Y sobre el milagro hay dos “aspectos” que me intrigan mucho, en cuanto a los hábitos en el mundo de lo físico, donde parecemos estar.

Por un lado está el lado “catastrófico” de la “aplicación” del milagro: Es decir, que con el milagro sabemos por ejemplo que cualquier catástrofe (por ejemplo nuclear) podríamos vivirla como si estuviéramos en el Cielo (ya que siempre estamos en realidad “ahí”), y aunque antes no hayamos “practicado” o “vivido” mucho el instante santo.
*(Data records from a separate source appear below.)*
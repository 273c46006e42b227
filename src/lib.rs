pub mod codec;
pub mod config;
pub mod error;
pub mod logging;
pub mod proxy;
pub mod rewrite;
pub mod server;

pub use config::MirrorConfig;
pub use error::Error;
pub type Result<T> = std::result::Result<T, Error>;
use mirrorgate::{MirrorConfig, server};
use tracing_subscriber::{layer::SubscriberExt, util::SubscriberInitExt};

#[tokio::main]
async fn main() -> anyhow::Result<()> {
    tracing_subscriber::registry()
        .with(
            tracing_subscriber::EnvFilter::try_from_default_env()
                .unwrap_or_else(|_| "mirrorgate=debug,tower_http=debug".into()),
        )
        .with(tracing_subscriber::fmt::layer())
        .init();

    let config = MirrorConfig::from_env()?;
    let addr = config.listen_addr();

    tracing::info!(
        "Starting mirrorgate on {} for {}",
        addr,
        config.target_origin
    );

    let app = server::create_router(config)?;

    let listener = tokio::net::TcpListener::bind(&addr).await?;
    axum::serve(listener, app).await?;

    Ok(())
}
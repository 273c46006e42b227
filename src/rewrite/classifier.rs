/// How an upstream response body is treated.
#[derive(Debug, Clone, Copy, PartialEq, Eq)]
pub enum ContentKind {
    /// HTML page: every rewrite stage runs.
    Html,
    /// XML, RSS or plain text: only host substitution runs.
    Textual,
    /// Anything else is passed through byte for byte.
    Binary,
}

impl ContentKind {
    pub fn is_text(&self) -> bool {
        !matches!(self, Self::Binary)
    }

    /// Content type sent back to the client for rewritten bodies.
    pub fn response_content_type(&self) -> Option<&'static str> {
        match self {
            Self::Html => Some("text/html; charset=UTF-8"),
            Self::Textual => Some("application/xml; charset=UTF-8"),
            Self::Binary => None,
        }
    }

    pub fn as_str(&self) -> &'static str {
        match self {
            Self::Html => "html",
            Self::Textual => "textual",
            Self::Binary => "binary",
        }
    }
}

/// Classifier for upstream `Content-Type` values.
pub struct ContentClassifier;

impl ContentClassifier {
    pub fn classify(content_type: &str) -> ContentKind {
        let content_type = content_type.to_ascii_lowercase();

        if content_type.contains("text/html") {
            ContentKind::Html
        } else if content_type.contains("xml")
            || content_type.contains("rss")
            || content_type.contains("text/plain")
        {
            ContentKind::Textual
        } else {
            ContentKind::Binary
        }
    }
}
Y por tanto podríamos no sufrir absolutamente nada y vivir transformaciones corporales que en general desconocemos.

Pero por otro lado están las “catástrofes” cotidianas (que por tanto ya no se pueden llamar propiamente catástrofes, y creo que podemos llamarlas “hábitos”)… es decir… los hábitos con los que literalmente deterioramos nuestras vidas, envejecemos, etc.

Y digamos que hacemos eso poniéndonos en modo autocastigo… ya que, como dice el curso de milagros, en tanto que egos nos encanta autocastigarnos… por definición nos castigamos a nosotros mismos en alguna faceta de la vida… en vez de soltar cada vez más y abandonarnos a la espontaneidad verdadera del espíritu-amor… y a otra percepción.

Es muy curioso, por cierto, ver cómo la vejez es una acumulación de hábitos que no se quieren cambiar… una acumulación de tozudez y dejadez… de inactividad, de un simple no estirarse… de pensamientos de limitación… y tantas cosas similares.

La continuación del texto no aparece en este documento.